Collection entries
***
use chrono::Utc;

use crate::app::{AppContext, LaterError, Result};
use crate::cli::Cli;
use crate::config::{Config, RunConfig};
use crate::fetcher::feed::parse_feed_url;
use crate::pipeline::{self, RunSummary};

/// Merge the config file and command-line flags into one run configuration.
pub fn run_config(cli: &Cli) -> Result<RunConfig> {
    let raw = cli
        .feed_url()
        .ok_or_else(|| LaterError::Config("A feed URL is required".into()))?;
    let url = parse_feed_url(raw)?;

    let config = Config::load(cli.config.as_deref()).map_err(|e| LaterError::Config(e.to_string()))?;
    RunConfig::resolve(url, config, cli.overrides(), Utc::now())
}

/// Convert the feed into an EPUB and print what happened.
pub async fn convert(cli: &Cli) -> Result<()> {
    let config = run_config(cli)?;
    let ctx = AppContext::new(config)?;

    match pipeline::run(&ctx).await {
        Ok(summary) => print_summary(&summary, cli.json),
        Err(failure) => {
            print_summary(&failure.summary, cli.json)?;
            Err(failure.error)
        }
    }
}

fn print_summary(summary: &RunSummary, json: bool) -> Result<()> {
    if json {
        let out = serde_json::to_string_pretty(summary).map_err(std::io::Error::from)?;
        println!("{}", out);
    } else {
        print!("{}", summary);
    }
    Ok(())
}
***
For the entries above, transcribe precisely the lines from the one with "fn print_summary(summary: &RunSummary, json: bool)" through the end, including both.

fn print_summary(summary: &RunSummary, json: bool) -> Result<()> {
    if json {
        let out = serde_json::to_string_pretty(summary).map_err(std::io::Error::from)?;
        println!("{}", out);
    } else {
        print!("{}", summary);
    }
    Ok(())
}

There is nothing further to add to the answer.